Organization should pay more attention to portfolio risk management. True or False?
"The general who wins a battle makes many calculations in his temple before the battle is fought. The general who loses a battle makes but few calculations beforehand. Thus do many calculations lead to victory, and few calculations to defeat; how much more no calculation at all! It is by attention to this point that I can foresee who is likely to win or lose." - Sun Tzu
PPM provides Project Managers in large, project-driven organizations with the capabilities needed to manage the time, resources, skills, and budgets necessary to accomplish all interrelated tasks. It provides a framework for issue resolution and risk mitigation , as well as the centralized visibility to help planning and scheduling teams to identify the fastest, cheapest, or most suitable approach to deliver projects and programs.
Assessing risk at the project, portfolio, and business levels helps us understand risk, make better decisions, negotiate fair contracts, create risk mitigation scenarios, and improve teamwork.
By understanding risk to both individual projects and portfolios, management will be able to make better strategic decisions. Cost commitments, revenue pipelines, and profit forecasts will be accurately stated for each level of risk. The sensitivity of the forecasts will be better understood. When informed by the risk assessment, the entire business will be more profitable.
Why do projects fail? A project fails when the plan is not met. Failure means that a project exceeds the timeline, overspends the budget, or underperforms expectations. There are only two reasons why the plan is not met:
The plan is too optimistic. Overly optimistic plans are very common. They arise when actions and costs are forced to meet predetermined targets. Underbidding, scale-to-fit, and political spin are also common causes.
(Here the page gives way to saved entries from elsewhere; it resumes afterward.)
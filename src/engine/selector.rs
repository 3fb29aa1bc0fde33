use crate::devices::DeviceDescriptor;
use crate::error::{Result, WipeError};
use crate::platform::WipePattern;
use crate::{WipeConfig, WipeMode};
use serde::{Deserialize, Serialize};

/// One concrete operation in a method plan, tagged with the hardware
/// primitive it invokes.
#[derive(Debug, Clone, PartialEq)]
pub enum PlanStep {
    Overwrite {
        pass: u32,
        total_passes: u32,
        pattern: WipePattern,
    },
    Trim,
    SecureErase,
    Sanitize,
    CryptoErase,
    HiddenAreas,
    Verify { expected: ExpectedPattern },
}

impl PlanStep {
    pub fn describe(&self) -> String {
        match self {
            PlanStep::Overwrite {
                pass,
                total_passes,
                pattern,
            } => format!("overwrite pass {}/{} ({})", pass, total_passes, pattern.describe()),
            PlanStep::Trim => "trim".to_string(),
            PlanStep::SecureErase => "ata secure erase".to_string(),
            PlanStep::Sanitize => "nvme sanitize".to_string(),
            PlanStep::CryptoErase => "crypto erase".to_string(),
            PlanStep::HiddenAreas => "hidden areas".to_string(),
            PlanStep::Verify { .. } => "verification".to_string(),
        }
    }
}

/// The post-wipe state the sampler checks sectors against.
#[derive(Debug, Clone, Copy, PartialEq, Eq, Serialize, Deserialize)]
pub enum ExpectedPattern {
    /// All bytes equal to this value
    Fixed(u8),
    /// High-entropy content (random final pass or firmware crypto erase)
    Random,
}

#[derive(Debug, Clone)]
pub struct MethodPlan {
    pub mode: WipeMode,
    pub steps: Vec<PlanStep>,
}

impl MethodPlan {
    /// Overwrite passes the plan will run against the main extent; hidden
    /// areas reuse the same sequence.
    pub fn overwrite_patterns(&self) -> Vec<WipePattern> {
        self.steps
            .iter()
            .filter_map(|s| match s {
                PlanStep::Overwrite { pattern, .. } => Some(*pattern),
                _ => None,
            })
            .collect()
    }

    /// Whether the plan includes a firmware-level erase that covers
    /// remapped/reserved blocks.
    pub fn covers_remapped_blocks(&self) -> bool {
        self.steps.iter().any(|s| {
            matches!(
                s,
                PlanStep::SecureErase | PlanStep::Sanitize | PlanStep::CryptoErase
            )
        })
    }
}

/// Maps a requested mode plus device capabilities to a concrete method plan.
pub struct MethodSelector;

impl MethodSelector {
    /// Build the ordered plan for `mode` on `device`.
    ///
    /// Advanced mode requires a hardware erase primitive; downgrading
    /// silently would misrepresent the compliance claim, so the selector
    /// fails instead.
    pub fn select(
        mode: WipeMode,
        device: &DeviceDescriptor,
        config: &WipeConfig,
    ) -> Result<MethodPlan> {
        let mut steps = Vec::new();
        let expected;

        match mode {
            WipeMode::Quick => {
                if device.capabilities.supports_trim {
                    steps.push(PlanStep::Trim);
                    expected = ExpectedPattern::Fixed(0x00);
                } else {
                    steps.push(PlanStep::Overwrite {
                        pass: 1,
                        total_passes: 1,
                        pattern: WipePattern::Zeros,
                    });
                    expected = ExpectedPattern::Fixed(0x00);
                }
            }
            WipeMode::Full => {
                // Overwrite passes regardless of hardware capability, with
                // alternating patterns and a random final pass.
                let total = config.full_passes.clamp(3, 7);
                for pass in 1..=total {
                    let pattern = Self::full_pass_pattern(pass, total);
                    steps.push(PlanStep::Overwrite {
                        pass,
                        total_passes: total,
                        pattern,
                    });
                }
                expected = ExpectedPattern::Random;
            }
            WipeMode::Advanced => {
                let caps = &device.capabilities;
                if !caps.supports_secure_erase && !caps.supports_sanitize {
                    return Err(WipeError::CapabilityUnsupported {
                        device: device.path.clone(),
                        mode: mode.as_str().to_string(),
                        detail: "neither secure erase nor sanitize is supported".into(),
                    });
                }
                if caps.supports_crypto_erase {
                    steps.push(PlanStep::CryptoErase);
                } else if caps.supports_sanitize {
                    steps.push(PlanStep::Sanitize);
                } else {
                    steps.push(PlanStep::SecureErase);
                }
                expected = ExpectedPattern::Random;
            }
        }

        if device.has_hidden_areas() {
            steps.push(PlanStep::HiddenAreas);
        }

        if config.verify {
            steps.push(PlanStep::Verify { expected });
        }

        Ok(MethodPlan { mode, steps })
    }

    fn full_pass_pattern(pass: u32, total: u32) -> WipePattern {
        if pass == total {
            return WipePattern::Random;
        }
        match (pass - 1) % 4 {
            0 => WipePattern::Zeros,
            1 => WipePattern::Ones,
            2 => WipePattern::Alternating(0xAA),
            _ => WipePattern::Alternating(0x55),
        }
    }
}
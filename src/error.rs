use thiserror::Error;

/// Error kinds for the sanitization engine and certificate trust system.
///
/// Verifier failures are deliberately separate variants: an expired chain, a
/// revoked station key and a forged signature are different situations and
/// must stay distinguishable for the caller.
#[derive(Error, Debug)]
pub enum WipeError {
    #[error("I/O error: {0}")]
    Io(#[from] std::io::Error),

    #[error("serialization error: {0}")]
    Serialization(#[from] serde_json::Error),

    #[error("device not found: {0}")]
    DeviceNotFound(String),

    #[error("device {device} lacks required capability for {mode} mode: {detail}")]
    CapabilityUnsupported {
        device: String,
        mode: String,
        detail: String,
    },

    #[error("device busy or transient failure: {0}")]
    DeviceBusy(String),

    #[error("wipe already in progress on {0}")]
    DeviceInUse(String),

    #[error("hardware command failed: {0}")]
    HardwareCommandFailed(String),

    #[error("hidden area inaccessible: {0}")]
    HiddenAreaInaccessible(String),

    #[error("verification below threshold: matched {ratio:.4}, required {threshold:.4}")]
    VerificationBelowThreshold { ratio: f64, threshold: f64 },

    #[error("signing key unavailable: {0}")]
    KeyUnavailable(String),

    #[error("key material malformed: {0}")]
    KeyFormatInvalid(String),

    #[error("certificate integrity mismatch: {0}")]
    CertificateIntegrityMismatch(String),

    #[error("certificate signature invalid: {0}")]
    SignatureInvalid(String),

    #[error("trust chain untrusted: {0}")]
    ChainUntrusted(String),

    #[error("certificate with serial {0} has been revoked")]
    CertificateRevoked(u64),

    #[error("certificate expired: {0}")]
    CertificateExpired(String),

    #[error("operation interrupted by user")]
    Interrupted,

    #[error("operation timed out: {0}")]
    Timeout(String),
}

impl WipeError {
    /// Transient errors are retried with backoff; everything else escalates
    /// immediately.
    pub fn is_transient(&self) -> bool {
        matches!(self, WipeError::DeviceBusy(_) | WipeError::Timeout(_))
    }
}

pub type Result<T> = std::result::Result<T, WipeError>;
//! Offline certificate verification.
//!
//! Checks run in a fixed order: integrity hash, signature, trust chain
//! (when one is supplied), compliance plausibility. The first failure
//! short-circuits the rest, but every check's status still appears in the
//! report so an auditor sees exactly how far trust extends.

use super::authority::TrustChain;
use super::{Certificate, KNOWN_STANDARDS};
use crate::crypto;
use crate::error::WipeError;
use chrono::Utc;
use ed25519_dalek::VerifyingKey;
use serde::{Deserialize, Serialize};
use std::fmt::Write as _;
use tracing::info;

#[derive(Debug, Clone, Copy, PartialEq, Eq, Serialize, Deserialize)]
pub enum CheckStatus {
    Passed,
    Failed,
    /// Not evaluated: either short-circuited by an earlier failure or no
    /// input was supplied (e.g. no trust chain)
    Skipped,
}

/// Structured verification outcome. `is_valid` is the conjunction of the
/// evaluated checks; a bare boolean would hide which link broke.
#[derive(Debug, Clone, Serialize, Deserialize)]
pub struct CertVerificationReport {
    pub certificate_id: String,
    pub is_valid: bool,
    pub hash_check: CheckStatus,
    pub signature_check: CheckStatus,
    pub chain_check: CheckStatus,
    pub compliance_check: CheckStatus,
    pub warnings: Vec<String>,
    pub errors: Vec<String>,
}

impl CertVerificationReport {
    pub fn summary(&self) -> String {
        let mut out = String::new();
        let _ = writeln!(out, "Certificate {}", self.certificate_id);
        let _ = writeln!(out, "  integrity hash: {:?}", self.hash_check);
        let _ = writeln!(out, "  signature:      {:?}", self.signature_check);
        let _ = writeln!(out, "  trust chain:    {:?}", self.chain_check);
        let _ = writeln!(out, "  compliance:     {:?}", self.compliance_check);
        for w in &self.warnings {
            let _ = writeln!(out, "  warning: {}", w);
        }
        for e in &self.errors {
            let _ = writeln!(out, "  error: {}", e);
        }
        let _ = writeln!(out, "  verdict: {}", if self.is_valid { "VALID" } else { "INVALID" });
        out
    }
}

pub struct CertificateVerifier {
    verifying_key: VerifyingKey,
    trust_chain: Option<TrustChain>,
}

impl CertificateVerifier {
    pub fn new(verifying_key: VerifyingKey) -> Self {
        Self {
            verifying_key,
            trust_chain: None,
        }
    }

    /// Also walk a trust chain; without one the chain check is `Skipped`.
    pub fn with_trust_chain(mut self, chain: TrustChain) -> Self {
        self.trust_chain = Some(chain);
        self
    }

    pub fn verify(&self, certificate: &Certificate) -> CertVerificationReport {
        let mut report = CertVerificationReport {
            certificate_id: certificate.certificate_id.clone(),
            is_valid: false,
            hash_check: CheckStatus::Skipped,
            signature_check: CheckStatus::Skipped,
            chain_check: CheckStatus::Skipped,
            compliance_check: CheckStatus::Skipped,
            warnings: Vec::new(),
            errors: Vec::new(),
        };

        let canonical = match certificate.canonical_bytes() {
            Ok(bytes) => bytes,
            Err(e) => {
                report.hash_check = CheckStatus::Failed;
                report.errors.push(format!("cannot canonicalize: {}", e));
                return report;
            }
        };

        // 1. Integrity hash
        if crypto::sha256_hex(&canonical) == certificate.integrity_hash {
            report.hash_check = CheckStatus::Passed;
        } else {
            report.hash_check = CheckStatus::Failed;
            report.errors.push(
                WipeError::CertificateIntegrityMismatch(
                    "stored hash does not match certificate content".into(),
                )
                .to_string(),
            );
            return report;
        }

        // 2. Signature
        match crypto::verify_signature(&canonical, &certificate.signature, &self.verifying_key) {
            Ok(()) => report.signature_check = CheckStatus::Passed,
            Err(e) => {
                report.signature_check = CheckStatus::Failed;
                report.errors.push(e.to_string());
                return report;
            }
        }

        // 3. Trust chain, when supplied
        if let Some(chain) = &self.trust_chain {
            match chain.validate(Utc::now()) {
                Ok(()) => {
                    let leaf_matches = chain
                        .leaf()
                        .map(|leaf| {
                            hex::encode(self.verifying_key.to_bytes()) == leaf.public_key
                        })
                        .unwrap_or(false);
                    if leaf_matches {
                        report.chain_check = CheckStatus::Passed;
                    } else {
                        report.chain_check = CheckStatus::Failed;
                        report.errors.push(
                            WipeError::ChainUntrusted(
                                "verifying key is not the chain's station key".into(),
                            )
                            .to_string(),
                        );
                        return report;
                    }
                }
                Err(e) => {
                    report.chain_check = CheckStatus::Failed;
                    report.errors.push(e.to_string());
                    return report;
                }
            }
        }

        // 4. Compliance plausibility
        match Self::check_compliance(certificate, &mut report.warnings) {
            Ok(()) => report.compliance_check = CheckStatus::Passed,
            Err(msg) => {
                report.compliance_check = CheckStatus::Failed;
                report.errors.push(msg);
                return report;
            }
        }

        report.is_valid = true;
        info!(id = %certificate.certificate_id, "certificate verified");
        report
    }

    /// Sanity checks on the claims themselves. Cryptographic validity does
    /// not make an implausible claim true.
    fn check_compliance(certificate: &Certificate, warnings: &mut Vec<String>) -> Result<(), String> {
        for standard in &certificate.compliance.standards {
            if !KNOWN_STANDARDS.contains(&standard.as_str()) {
                return Err(format!("asserted standard is not recognized: {}", standard));
            }
        }

        let result = &certificate.result;
        if result.end_time < result.start_time {
            return Err("wipe end time precedes start time".into());
        }

        // An overwrite cannot have written more than passes x capacity plus
        // the hidden extents.
        let hidden_bytes: u64 = certificate
            .device
            .hidden_areas
            .iter()
            .map(|a| a.size_bytes())
            .sum();
        let max_plausible = (result.passes_completed as u64)
            .saturating_mul(certificate.device.size.saturating_add(hidden_bytes));
        if result.bytes_written > max_plausible {
            return Err(format!(
                "claimed {} bytes written exceeds plausible maximum {}",
                result.bytes_written, max_plausible
            ));
        }

        if result.bytes_written > 0 && result.duration_seconds() == 0 {
            warnings.push("sub-second duration for a non-trivial write volume".into());
        }
        if !result.wipe_succeeded() {
            warnings.push("certificate records a failed wipe".into());
        }
        if !result.verification_passed() {
            warnings.push("certificate records no passing verification".into());
        }
        Ok(())
    }
}
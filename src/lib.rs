// Allow uppercase acronyms for industry-standard terms like HDD, HPA, DCO
#![allow(clippy::upper_case_acronyms)]

pub mod certificates;
pub mod crypto;
pub mod devices;
pub mod engine;
pub mod error;
pub mod platform;

pub use engine::executor::{ErasureExecutor, ProgressSnapshot};
pub use engine::selector::MethodSelector;
pub use engine::WipeResult;
pub use error::{Result, WipeError};

use serde::{Deserialize, Serialize};
use std::sync::atomic::{AtomicBool, Ordering};

// Global flag for handling Ctrl+C interrupts. Cancellation is honored only
// at step boundaries; an in-flight hardware erase runs to completion.
static INTERRUPTED: AtomicBool = AtomicBool::new(false);

/// Set the interrupt flag (called by signal handler)
pub fn set_interrupted() {
    INTERRUPTED.store(true, Ordering::SeqCst);
}

/// Check if an interrupt has been received
pub fn is_interrupted() -> bool {
    INTERRUPTED.load(Ordering::SeqCst)
}

/// Reset the interrupt flag (primarily for testing)
pub fn reset_interrupted() {
    INTERRUPTED.store(false, Ordering::SeqCst);
}

/// Requested sanitization mode.
#[derive(Debug, Clone, Copy, PartialEq, Eq, Serialize, Deserialize)]
pub enum WipeMode {
    /// Single pass or TRIM-equivalent
    Quick,
    /// Multi-pass overwrite with alternating patterns
    Full,
    /// Hardware-assisted: secure erase / sanitize / crypto erase
    Advanced,
}

impl WipeMode {
    pub fn parse(s: &str) -> Option<Self> {
        match s.to_ascii_lowercase().as_str() {
            "quick" => Some(WipeMode::Quick),
            "full" => Some(WipeMode::Full),
            "advanced" => Some(WipeMode::Advanced),
            _ => None,
        }
    }

    pub fn as_str(&self) -> &'static str {
        match self {
            WipeMode::Quick => "quick",
            WipeMode::Full => "full",
            WipeMode::Advanced => "advanced",
        }
    }
}

/// How hidden HPA/DCO boundaries are treated after their extent is wiped.
#[derive(Debug, Clone, Copy, PartialEq, Eq, Serialize, Deserialize)]
pub enum HiddenAreaPolicy {
    /// Restore the original boundary after wiping the hidden extent
    Restore,
    /// Leave the full capacity exposed permanently
    PermanentRemove,
}

#[derive(Debug, Clone, Serialize, Deserialize)]
pub struct WipeConfig {
    /// Overwrite passes for Full mode (3-7 per policy)
    pub full_passes: u32,
    /// Run the verification sampler after the wipe
    pub verify: bool,
    /// Number of sectors sampled during verification
    pub sample_count: u32,
    /// Required match ratio for deterministic patterns
    pub deterministic_threshold: f64,
    /// Required match ratio for random patterns
    pub random_threshold: f64,
    /// Bounded retry count for transient device errors
    pub max_retries: u32,
    /// Base delay for exponential backoff, in milliseconds
    pub retry_base_delay_ms: u64,
    /// Per-step timeout in seconds
    pub step_timeout_secs: u64,
    pub hidden_area_policy: HiddenAreaPolicy,
    /// When set, a failed verification also fails the wipe exit status
    pub strict_verification: bool,
}

impl Default for WipeConfig {
    fn default() -> Self {
        Self {
            full_passes: 3,
            verify: true,
            sample_count: 100,
            deterministic_threshold: 1.0,
            random_threshold: 0.9,
            max_retries: 3,
            retry_base_delay_ms: 500,
            step_timeout_secs: 7200,
            hidden_area_policy: HiddenAreaPolicy::Restore,
            strict_verification: false,
        }
    }
}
External events have an impact on the plan. Scope creep, insufficient resources, unanticipated work, and extraordinary events are some examples.
Risks Assessment Benefits for Project
Project contingency can make or break a project. Having too much contingency is uncompetitive; having too little contingency increases the chance of failure. Risk assessment—or allowing for uncertainty within estimates—helps set contingency levels, with a preferred level of risk, and gives the confidence level of outcome targets.
Contingency is often set at the task level, and it is common to add some contingency to every estimate. The amount of contingency added may even be a fixed amount—10 percent, for example. However, it is much better to set contingency at the project level. In other words, use the ranges on the task estimates to understand what contingency should be set for the project as a whole. Setting contingency at the project level reflects the reality that some tasks may be delayed whereas others may be completed on time or be finished early. The amount of management reserve can be set by the same principle—allowing drawdown against risks that were identified at the start of the project.
In addition to setting the right level of contingency, risk assessment also benefits the project team by giving it a forum for expressing concerns and for challenging or defending assumptions. Removing the restriction of having to work with deterministic (single-point) estimates allows team members to give open and honest opinions of what is likely to happen.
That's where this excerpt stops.